Supplied data:

===

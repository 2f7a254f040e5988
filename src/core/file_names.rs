//! File name helpers for user uploads.
//!
//! Uploaded file names come straight from the browser and can be arbitrarily
//! long or contain characters the filesystem rejects. These helpers turn them
//! into names and URL paths that always fit the storage limits. All functions
//! are pure and never fail; degenerate input resolves to a fallback name.
//!
//! Lengths are counted in characters, not bytes.

use uuid::Uuid;

/// Longest file name produced by [`create_safe_file_name`].
pub const DEFAULT_MAX_FILE_NAME_LENGTH: usize = 100;
/// Longest URL path produced by [`create_safe_url_path`].
pub const MAX_PATH_LENGTH: usize = 200;

/// `{uuid}_` is 36 + 1 characters.
const GUID_PREFIX_LENGTH: usize = 37;
const FALLBACK_NAME: &str = "unnamed";
const FALLBACK_EXTENSION: &str = ".jpg";

fn is_invalid_file_name_char(c: char) -> bool {
    c.is_control() || matches!(c, '"' | '<' | '>' | '|' | ':' | '*' | '?' | '\\' | '/')
}

fn is_invalid_path_char(c: char) -> bool {
    c.is_control() || matches!(c, '"' | '<' | '>' | '|')
}

fn char_len(s: &str) -> usize {
    s.chars().count()
}

fn truncate_chars(s: &str, max_chars: usize) -> &str {
    s.char_indices().nth(max_chars).map_or(s, |(idx, _)| &s[..idx])
}

/// Last path segment of `name`.
fn file_name_part(name: &str) -> &str {
    name.rfind(['/', '\\']).map_or(name, |idx| &name[idx + 1..])
}

/// Splits `name` into (everything before the extension, extension with dot).
///
/// Only a dot inside the last path segment starts an extension, and a trailing
/// dot is not one.
fn split_extension(name: &str) -> (&str, &str) {
    let segment_start = name.rfind(['/', '\\']).map_or(0, |idx| idx + 1);
    match name[segment_start..].rfind('.') {
        Some(dot) if segment_start + dot + 1 < name.len() => name.split_at(segment_start + dot),
        _ => (name, ""),
    }
}

/// Builds a filesystem-safe, length-bounded file name from an uploaded name.
///
/// The directory part and extension are stripped, the base name is sanitized
/// with [`sanitize_file_name`] and truncated so that the optional
/// `{uuid}_` prefix, the base name and the extension together stay within
/// [`DEFAULT_MAX_FILE_NAME_LENGTH`].
#[must_use]
pub fn create_safe_file_name(original: &str, include_guid: bool) -> String {
    if original.trim().is_empty() {
        return if include_guid {
            format!("{}{FALLBACK_EXTENSION}", Uuid::new_v4())
        } else {
            format!("{FALLBACK_NAME}{FALLBACK_EXTENSION}")
        };
    }

    let (stem, extension) = split_extension(file_name_part(original));
    let prefix_len = if include_guid { GUID_PREFIX_LENGTH } else { 0 };

    // An extension that cannot fit next to a one-character base is cut down.
    let mut extension: String = extension
        .chars()
        .map(|c| if is_invalid_file_name_char(c) { '_' } else { c })
        .collect();
    let max_extension = DEFAULT_MAX_FILE_NAME_LENGTH - prefix_len - 1;
    if char_len(&extension) > max_extension {
        extension = truncate_chars(&extension, max_extension).to_string();
    }

    let max_base = DEFAULT_MAX_FILE_NAME_LENGTH - prefix_len - char_len(&extension);
    let sanitized = sanitize_file_name(stem);
    let base = truncate_chars(&sanitized, max_base);

    if include_guid {
        format!("{}_{base}{extension}", Uuid::new_v4())
    } else {
        format!("{base}{extension}")
    }
}

/// Replaces characters that are invalid in file names.
///
/// Invalid and control characters become `_`, runs of `_` collapse into one
/// and leading/trailing `_` are trimmed. An empty result becomes `unnamed`.
#[must_use]
pub fn sanitize_file_name(name: &str) -> String {
    let mut sanitized = String::with_capacity(name.len());
    for c in name.chars() {
        let c = if is_invalid_file_name_char(c) { '_' } else { c };
        if c == '_' && sanitized.ends_with('_') {
            continue;
        }
        sanitized.push(c);
    }

    let trimmed = sanitized.trim_matches('_');
    if trimmed.is_empty() {
        FALLBACK_NAME.to_string()
    } else {
        trimmed.to_string()
    }
}

/// Joins a base URL path and a file name, shortening the file name if the
/// result would exceed [`MAX_PATH_LENGTH`].
#[must_use]
pub fn create_safe_url_path(base_path: &str, file_name: &str) -> String {
    let base = base_path.trim_end_matches('/');
    let joined = format!("{base}/{file_name}");
    if char_len(&joined) <= MAX_PATH_LENGTH {
        return joined;
    }

    let available = MAX_PATH_LENGTH.saturating_sub(char_len(base) + 1);
    let shortened = format!("{base}/{}", shorten_file_name(file_name, available));
    // The base alone may leave no room for even `file` + extension
    truncate_chars(&shortened, MAX_PATH_LENGTH).to_string()
}

/// Truncates the base name so that `name` fits in `max_length` characters,
/// keeping the extension.
///
/// Names already within the limit are returned unchanged. When the extension
/// alone leaves no room for a base name the result is `file` + extension.
#[must_use]
pub fn shorten_file_name(name: &str, max_length: usize) -> String {
    if char_len(name) <= max_length {
        return name.to_string();
    }

    let (stem, extension) = split_extension(name);
    let extension_len = char_len(extension);
    if extension_len >= max_length {
        return format!("file{extension}");
    }

    format!(
        "{}{extension}",
        truncate_chars(stem, max_length - extension_len)
    )
}

/// Whether `path` is non-empty, within [`MAX_PATH_LENGTH`] and free of
/// characters that are invalid in a path.
#[must_use]
pub fn is_path_safe(path: &str) -> bool {
    !path.is_empty()
        && char_len(path) <= MAX_PATH_LENGTH
        && !path.chars().any(is_invalid_path_char)
}

#[cfg(test)]
mod tests {
    #![allow(clippy::unwrap_used)]
    use super::*;

    fn sample_names() -> Vec<String> {
        vec![
            "fish.jpg".to_string(),
            "My Big Bass!.png".to_string(),
            "C:\\Users\\angler\\Pictures\\walleye.jpeg".to_string(),
            "../../etc/passwd".to_string(),
            "what?*<>|\"name.gif".to_string(),
            "tab\tand\nnewline.webp".to_string(),
            format!("{}.jpg", "a".repeat(150)),
            format!("{}.heic", "ü".repeat(120)),
            "___.jpg".to_string(),
            ".hidden".to_string(),
            "no_extension".to_string(),
            "trailing.".to_string(),
            format!("x.{}", "e".repeat(120)),
        ]
    }

    #[test]
    fn test_safe_file_name_never_exceeds_limit() {
        for name in sample_names() {
            for include_guid in [true, false] {
                let safe = create_safe_file_name(&name, include_guid);
                assert!(
                    safe.chars().count() <= DEFAULT_MAX_FILE_NAME_LENGTH,
                    "{name:?} -> {safe:?}"
                );
            }
        }
    }

    #[test]
    fn test_safe_file_name_keeps_extension() {
        for name in sample_names() {
            let (_, extension) = split_extension(file_name_part(&name));
            if extension.chars().count() > 50 || extension.chars().any(is_invalid_file_name_char) {
                continue;
            }
            let safe = create_safe_file_name(&name, true);
            assert!(safe.ends_with(extension), "{name:?} -> {safe:?}");
        }
    }

    #[test]
    fn test_safe_file_name_empty_input() {
        assert_eq!(create_safe_file_name("", false), "unnamed.jpg");
        assert_eq!(create_safe_file_name("   ", false), "unnamed.jpg");

        let with_guid = create_safe_file_name("", true);
        assert!(with_guid.ends_with(".jpg"));
        assert!(Uuid::parse_str(&with_guid[..36]).is_ok());
        assert_eq!(with_guid.len(), 40);
    }

    #[test]
    fn test_safe_file_name_guid_prefix() {
        let safe = create_safe_file_name("bass.jpg", true);
        assert!(Uuid::parse_str(&safe[..36]).is_ok());
        assert_eq!(&safe[36..], "_bass.jpg");

        assert_ne!(
            create_safe_file_name("bass.jpg", true),
            create_safe_file_name("bass.jpg", true)
        );
    }

    #[test]
    fn test_safe_file_name_strips_directories() {
        assert_eq!(
            create_safe_file_name("C:\\Users\\angler\\walleye.jpeg", false),
            "walleye.jpeg"
        );
        assert_eq!(create_safe_file_name("../../etc/passwd", false), "passwd");
    }

    #[test]
    fn test_safe_file_name_truncates_long_base() {
        let name = format!("{}.jpg", "a".repeat(150));
        let safe = create_safe_file_name(&name, false);
        assert_eq!(safe, format!("{}.jpg", "a".repeat(96)));

        let with_guid = create_safe_file_name(&name, true);
        assert_eq!(with_guid.len(), 100);
        assert!(with_guid.ends_with(&format!("_{}.jpg", "a".repeat(59))));
    }

    #[test]
    fn test_sanitize_file_name() {
        assert_eq!(sanitize_file_name("my fish.jpg"), "my fish.jpg");
        assert_eq!(sanitize_file_name("a<b>c"), "a_b_c");
        assert_eq!(sanitize_file_name("a<>:b"), "a_b");
        assert_eq!(sanitize_file_name("__a__b__"), "a_b");
        assert_eq!(sanitize_file_name("bell\u{7}ring"), "bell_ring");
        assert_eq!(sanitize_file_name("???"), "unnamed");
        assert_eq!(sanitize_file_name(""), "unnamed");
    }

    #[test]
    fn test_sanitize_output_is_clean() {
        for name in sample_names() {
            let sanitized = sanitize_file_name(&name);
            assert!(!sanitized.chars().any(is_invalid_file_name_char), "{sanitized:?}");
            assert!(!sanitized.contains("__"), "{sanitized:?}");
            assert!(!sanitized.is_empty());
        }
    }

    #[test]
    fn test_shorten_file_name() {
        assert_eq!(shorten_file_name("fish.jpg", 100), "fish.jpg");
        assert_eq!(shorten_file_name("fish.jpg", 8), "fish.jpg");

        let long = format!("{}.jpg", "a".repeat(150));
        let short = shorten_file_name(&long, 50);
        assert!(short.chars().count() <= 50);
        assert!(short.ends_with(".jpg"));
        assert_eq!(short, format!("{}.jpg", "a".repeat(46)));

        assert_eq!(shorten_file_name("abcdef.extension", 5), "file.extension");
    }

    #[test]
    fn test_create_safe_url_path() {
        assert_eq!(
            create_safe_url_path("/Images/Backgrounds/", "fish.jpg"),
            "/Images/Backgrounds/fish.jpg"
        );
        assert_eq!(
            create_safe_url_path("/Images/Backgrounds", "fish.jpg"),
            "/Images/Backgrounds/fish.jpg"
        );

        let long_name = format!("{}.png", "b".repeat(250));
        let path = create_safe_url_path("/uploads/catches", &long_name);
        assert_eq!(path.chars().count(), MAX_PATH_LENGTH);
        assert!(path.starts_with("/uploads/catches/"));
        assert!(path.ends_with(".png"));
    }

    #[test]
    fn test_shorten_file_name_extension_fills_budget() {
        assert_eq!(shorten_file_name("abcdefgh.jpg", 4), "file.jpg");
        assert_eq!(shorten_file_name("abcdefgh.jpg", 5), "a.jpg");
    }

    #[test]
    fn test_create_safe_url_path_with_long_base() {
        let base = format!("/{}", "d".repeat(198));
        let path = create_safe_url_path(&base, "fish.jpg");
        assert!(path.chars().count() <= MAX_PATH_LENGTH);
        assert!(is_path_safe(&path));
        assert!(path.starts_with(&base));

        let huge_base = format!("/{}", "d".repeat(400));
        let path = create_safe_url_path(&huge_base, "fish.jpg");
        assert_eq!(path.chars().count(), MAX_PATH_LENGTH);
        assert!(is_path_safe(&path));
    }

    #[test]
    fn test_is_path_safe() {
        assert!(is_path_safe("/Images/Backgrounds/fish.jpg"));
        assert!(!is_path_safe(""));
        assert!(!is_path_safe(&"a".repeat(201)));
        assert!(is_path_safe(&"a".repeat(200)));
        assert!(!is_path_safe("/images/fi\0sh.jpg"));
        assert!(!is_path_safe("/images/<script>.jpg"));
    }
}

===

The first line of the entries above and every line after it, up to and including the line with "use uuid::Uuid;", should be set down exactly.

Completed exercise:
repository 2f7a254f040e5988
filename src/core/file_names.rs
//! File name helpers for user uploads.
//!
//! Uploaded file names come straight from the browser and can be arbitrarily
//! long or contain characters the filesystem rejects. These helpers turn them
//! into names and URL paths that always fit the storage limits. All functions
//! are pure and never fail; degenerate input resolves to a fallback name.
//!
//! Lengths are counted in characters, not bytes.

use uuid::Uuid;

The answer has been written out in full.